If you've got physical things in your home or studio right now to sell - zines, shirts, cross-stitch kits, prints, any of it - then pack one of each up, go to the post office and get shipping quotes for 3-5 locations, one local, one national, one continental, one international, you get it. Note weight especially. Beat the holiday shipping rush, and do it now! Every post office is different, but google tracks busy times, so if you find their listing on google maps you can probably figure out the best time to go to avoid the crowd and lineup.
If you wish you had physical things to sell but no time to make them, use a dropshipper! Artofwhere, Printful, Printify, Gooten, PrintedMint - there's a ton of them out there, I've used a bunch, and they will make and ship custom shirts, prints, mugs, you name it, for you. You have to list the products on your own store, but they plug into many, many storefronts; and because of that you get to list your own sale price. They explain turnaround times, base price, shipping prices and more on their sites, so you can accurately price things in your shop.
This does mean you need your own storefront, gumroad/itch/bigcartel/shopify/wherever, though. If that's not gonna happen right now, no worries; consider doing a test run of a few products on Redbubble or Society6 or Threadless or Teepublic or INprnt or similar print-on-demand storefront websites! In terms of profit margin, those storefront POD sites have the lowest actual earning for you, but they cost literally nothing but time, and they're a great way to test run an audience. But if you have a shop or the wherewithal to set one up, he profit margin is usually noticeably higher on the dropship sites, and they also have no overhead cost.
If you can order something in bulk, store it at your home or work, pack it yourself and ship it yourself, that is for sure the best way to make the most profit per sale, but it might be a bit late to set that up right now, and also, it's a LOT of work with a huge overhead cost of purchasing the product in bulk in the first place.
(this, specifically, is what kickstarter is for - balances out the risk of dropping all that cash up front by getting preorders, essentially)
But Shel, you may say, I've tried Redbubble/Teepublic/Society6 and I didn't sell enough to get a payout. It was a huge waste of time making all those things. I am so done with this shit.
If you're open to advice? I do have some. And it applies to all selling online, not just Society6.
First off, I wasn't kidding about the time cost. This is a side hustle that takes time and energy on top of making things, and if that's just so extremely not your jam then I super respect that! This advice is for folks who are curious/considering/nervous but tempted.
Anyways my advice is: literally no one knows you're selling things. You gotta tell them. And you gotta tell them a LOT.
A TINY percentage of the people who follow you see any given tweet/insta post/fb post/etc. You need to post constantly, so much. Whatever you're thinking? Way more.
What you post is also important! A line of text that says "i've got some pdfs up on itch" and then the link itself is not really effective - you gotta give folks more info. Be more specific. Have at least one image for everything you sell, so you can share it around! I find picking one thing or a small set of related things per message about my stuff is the most effective. People probably have some idea what I do, but they are only going to know they want what I make if I literally show it to them, one thing at a time - and that's reasonable!

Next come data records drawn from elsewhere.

//! Refresh scheduling and input handling
//!
//! Two threads share one [`parking_lot::Mutex`]:
//!
//! - the foreground loop ([`Dashboard::run_input`]) blocks on key presses and
//!   updates toggles or the filter under the lock, then re-renders;
//! - the background loop ([`Dashboard::spawn_refresher`]) sleeps, loads a new
//!   snapshot without the lock, then waits a bounded time for the lock to
//!   publish and render it. When the wait runs out the snapshot is dropped and
//!   the next tick tries again.
//!
//! Snapshot reads, filter pruning and rendering all happen under the lock.

use crate::config::GeneralConfig;
use crate::error::{DashnetError, Result};
use crate::filter::{FilterState, RegexFilter};
use crate::render::{Body, InputSource, Key, RenderSink, Screen};
use crate::snapshot::{Snapshot, SnapshotLoader};
use crate::toggle::{Command, Toggles, ViewMode};
use crate::views::{self, TextOpts};
use parking_lot::Mutex;
use std::sync::Arc;
use std::thread::{self, JoinHandle};
use std::time::{Duration, Instant, SystemTime};

/// Outcome of one background tick
#[derive(Debug, Clone, Copy, PartialEq, Eq)]
pub enum Refresh {
    /// A new snapshot is shown
    Published,
    /// Paused; nothing was loaded or the load was discarded
    Paused,
    /// The lock was busy past the publish timeout
    Contended,
}

/// Timing of the refresh loop
#[derive(Debug, Clone, Copy)]
pub struct Timing {
    pub refresh_interval: Duration,
    pub publish_timeout: Duration,
    pub status_ttl: Duration,
}

impl From<&GeneralConfig> for Timing {
    fn from(config: &GeneralConfig) -> Self {
        Self {
            refresh_interval: config.refresh_interval(),
            publish_timeout: config.publish_timeout(),
            status_ttl: config.status_message_ttl(),
        }
    }
}

struct Shared {
    snapshot: Option<Snapshot>,
    refreshed_at: Option<SystemTime>,
    toggles: Toggles,
    filter: RegexFilter,
    prompt: Option<String>,
    status: Option<(String, Instant)>,
    sink: Box<dyn RenderSink>,
}

impl Shared {
    fn set_status(&mut self, message: impl Into<String>) {
        self.status = Some((message.into(), Instant::now()));
    }

    fn status(&self, ttl: Duration) -> Option<&str> {
        match &self.status {
            Some((message, at)) if at.elapsed() < ttl => Some(message.as_str()),
            _ => None,
        }
    }

    /// Honour the filter state, then draw
    fn render(&mut self, loader: &SnapshotLoader, status_ttl: Duration) -> Result<()> {
        match self.filter.state() {
            FilterState::Apply => {
                if let (Some(snapshot), Some(pattern)) = (self.snapshot.as_mut(), self.filter.pattern()) {
                    snapshot.filter_by_regex(pattern);
                }
            }
            FilterState::Clear => {
                match loader.load() {
                    Ok(fresh) => {
                        self.snapshot = Some(fresh);
                        self.refreshed_at = Some(SystemTime::now());
                    }
                    Err(e) => {
                        log::warn!("reload after clearing the filter failed: {}", e);
                        self.set_status(format!("Reload failed: {}", e));
                        // the pruned snapshot no longer matches any filter
                        self.snapshot = None;
                    }
                }
                self.filter.reset();
            }
            FilterState::Idle => {}
        }

        let screen = self.screen(status_ttl);
        self.sink.render(&screen)
    }

    fn screen(&self, status_ttl: Duration) -> Screen {
        let opts = TextOpts {
            resolve_dns: self.toggles.dns.resolve(),
            resolve_service: self.toggles.service.resolve(),
        };

        let body = match (&self.snapshot, self.toggles.view) {
            (None, view) => Body::Loading(view),
            (Some(snapshot), ViewMode::Utilization) => Body::Utilization {
                by_process: views::process_table(snapshot),
                by_remote: views::remote_address_table(snapshot, opts),
                by_local: views::local_address_table(snapshot, opts),
            },
            (Some(snapshot), ViewMode::List) => Body::List(views::connections_table(snapshot, opts)),
        };

        let paused = self.toggles.pause.is_paused();
        let mut header = String::from("TCP/UDP Connections");
        if paused {
            header.push_str(" (Paused)");
        }
        if self.filter.state() == FilterState::Apply {
            header.push_str(&format!(" [filter: {}]", self.filter.text()));
        }

        let footer = format!(
            "[V]iews  {}  [D]NS Resolution  [S]ervice Resolution  [/]Filter  [Q]uit",
            if paused { "<SPACE> Resume" } else { "<SPACE> Pause" }
        );

        Screen {
            header,
            body,
            footer,
            status: self.status(status_ttl).map(str::to_string),
            prompt: self.prompt.clone(),
            paused,
            refreshed_at: self.refreshed_at,
        }
    }
}

/// Render errors other than fatal ones are logged and otherwise ignored
fn keep_going(result: Result<()>) -> Result<()> {
    match result {
        Err(e) if e.is_fatal() => Err(e),
        Err(e) => {
            log::warn!("render failed: {}", e);
            Ok(())
        }
        Ok(()) => Ok(()),
    }
}

/// Shared dashboard state plus the loader feeding it
#[derive(Clone)]
pub struct Dashboard {
    shared: Arc<Mutex<Shared>>,
    loader: Arc<SnapshotLoader>,
    timing: Timing,
}

impl Dashboard {
    pub fn new(
        loader: Arc<SnapshotLoader>,
        sink: Box<dyn RenderSink>,
        toggles: Toggles,
        timing: Timing,
    ) -> Self {
        let shared = Shared {
            snapshot: None,
            refreshed_at: None,
            toggles,
            filter: RegexFilter::new(),
            prompt: None,
            status: None,
            sink,
        };
        Self {
            shared: Arc::new(Mutex::new(shared)),
            loader,
            timing,
        }
    }

    /// Draw the current state
    pub fn render(&self) -> Result<()> {
        let mut shared = self.shared.lock();
        keep_going(shared.render(&self.loader, self.timing.status_ttl))
    }

    /// Current toggle states
    pub fn toggles(&self) -> Toggles {
        self.shared.lock().toggles
    }

    /// Current filter state
    pub fn filter_state(&self) -> FilterState {
        self.shared.lock().filter.state()
    }

    /// Load a snapshot unless paused and try to publish it
    ///
    /// Load failures are returned; contention is not an error.
    pub fn refresh_once(&self) -> Result<Refresh> {
        let paused = match self.shared.try_lock_for(self.timing.publish_timeout) {
            Some(shared) => shared.toggles.pause.is_paused(),
            None => return Ok(Refresh::Contended),
        };
        if paused {
            return Ok(Refresh::Paused);
        }

        let snapshot = self.loader.load()?;
        self.publish(snapshot)
    }

    /// Replace the shown snapshot, waiting at most the publish timeout
    pub fn publish(&self, snapshot: Snapshot) -> Result<Refresh> {
        let mut shared = match self.shared.try_lock_for(self.timing.publish_timeout) {
            Some(shared) => shared,
            None => {
                log::debug!(
                    "lock busy for {:?}, dropping this refresh",
                    self.timing.publish_timeout
                );
                return Ok(Refresh::Contended);
            }
        };

        // pause pressed while the snapshot was loading
        if shared.toggles.pause.is_paused() {
            return Ok(Refresh::Paused);
        }

        shared.snapshot = Some(snapshot);
        shared.refreshed_at = Some(SystemTime::now());
        keep_going(shared.render(&self.loader, self.timing.status_ttl))?;
        Ok(Refresh::Published)
    }

    /// Show a load failure without stopping the refresh cadence
    fn report(&self, error: &DashnetError) {
        if let Some(mut shared) = self.shared.try_lock_for(self.timing.publish_timeout) {
            shared.set_status(format!("Refresh failed: {}", error));
        }
    }

    /// Background loop; runs until a fatal render error, then calls `on_fatal`
    pub fn spawn_refresher<F>(&self, on_fatal: F) -> Result<JoinHandle<()>>
    where
        F: FnOnce(DashnetError) + Send + 'static,
    {
        let dashboard = self.clone();
        let handle = thread::Builder::new()
            .name("dashnet-refresh".to_string())
            .spawn(move || dashboard.refresh_loop(on_fatal))?;
        Ok(handle)
    }

    fn refresh_loop<F: FnOnce(DashnetError)>(&self, on_fatal: F) {
        loop {
            thread::sleep(self.timing.refresh_interval);

            let started = Instant::now();
            match self.refresh_once() {
                Ok(outcome) => {
                    log::trace!("refresh {:?} in {:?}", outcome, started.elapsed());
                }
                Err(e) if e.is_fatal() => {
                    log::error!("stopping refresh: {}", e);
                    on_fatal(e);
                    return;
                }
                Err(e) => {
                    log::warn!("refresh failed: {}", e);
                    self.report(&e);
                }
            }
        }
    }

    /// Foreground loop; returns when the user quits
    ///
    /// Errors are input failures and fatal render errors.
    pub fn run_input<I: InputSource>(&self, input: &mut I) -> Result<()> {
        loop {
            let key = input.next_key()?;

            let command = match key {
                Key::Resize => {
                    self.render()?;
                    continue;
                }
                key => match Command::from_key(key) {
                    Some(command) => command,
                    None => continue,
                },
            };

            match command {
                Command::Quit => return Ok(()),
                Command::Filter => self.read_filter(input)?,
                command => {
                    let mut shared = self.shared.lock();
                    shared.toggles.apply(command);
                    keep_going(shared.render(&self.loader, self.timing.status_ttl))?;
                }
            }
        }
    }

    fn set_prompt(&self, prompt: Option<String>) -> Result<()> {
        let mut shared = self.shared.lock();
        shared.prompt = prompt;
        keep_going(shared.render(&self.loader, self.timing.status_ttl))
    }

    /// Read filter text key by key, echoing it in the prompt
    fn read_filter<I: InputSource>(&self, input: &mut I) -> Result<()> {
        let mut text = String::new();
        // a stale status would hide the echo
        self.shared.lock().status = None;
        self.set_prompt(Some(text.clone()))?;

        loop {
            match input.next_key()? {
                Key::Enter => break,
                Key::Esc => return self.set_prompt(None),
                Key::Backspace => {
                    text.pop();
                }
                Key::Char(c) => text.push(c),
                Key::Resize => {}
            }
            self.set_prompt(Some(text.clone()))?;
        }

        let mut shared = self.shared.lock();
        shared.prompt = None;
        match shared.filter.handle_input(&text) {
            Ok(state) => log::debug!("filter '{}' -> {:?}", text, state),
            Err(e) => {
                log::warn!("{}", e);
                shared.set_status(e.to_string());
            }
        }
        keep_going(shared.render(&self.loader, self.timing.status_ttl))
    }
}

So if you've got some mug designs up on S6, pick 1 or 2, make a tweet with images and a tagline about these specific designs, and follow that with a link. Better images are better, so if you have samples or products with you in your house, take some fun staged photos with thematic props or simple and clear photos on a solid coloured tablecloth! But almost any image is better than no image, even somewhat janky generated mock-ups. They're still helpful!
And be prepared to repeat yourself. A lot. Over and over again, with a few words changed, with a different but very similar mockup, with different groupings of 1-4 items. It will take time - sometimes weeks - for folks to go from seeing you mention something once, again, three times, to clicking on a link to learn more.
Also, you're going to need to repeat yourself, like, so much. You gotta tweet and post and share the same things over, and over, and over again, before people really notice them, internalize them, find them sticking in their minds...
...
You get it.
So, a few things in response to concerns I've heard in the past:
1) you can leave stuff up for sale for years
2) you can change your prices if you need to
3) it's unlikely you will make bank on day one, but DO NOT QUIT, this is a long game
4) you will never get 100% of the money
To expand:
1) You can leave your stuff up for sale for years! People will 100% come back months or years later for something they got really excited about in the past, and that's just how life is - sometimes we can't buy today but we will remember in future! Remember that literally NO ONE needs to know how many of any one thing you're selling, so even if you feel embarrassed about having an underperforming product this month, no one else knows that and it might be worth keeping it up in the shop a little longer! Confusingly, it is also worth it to retire things and make room for new ones, but do NOT let shame drive you, it's a TRAP. Make that decision by thinking about your brand, your interests, and what kind of creator you want to present online through your shop.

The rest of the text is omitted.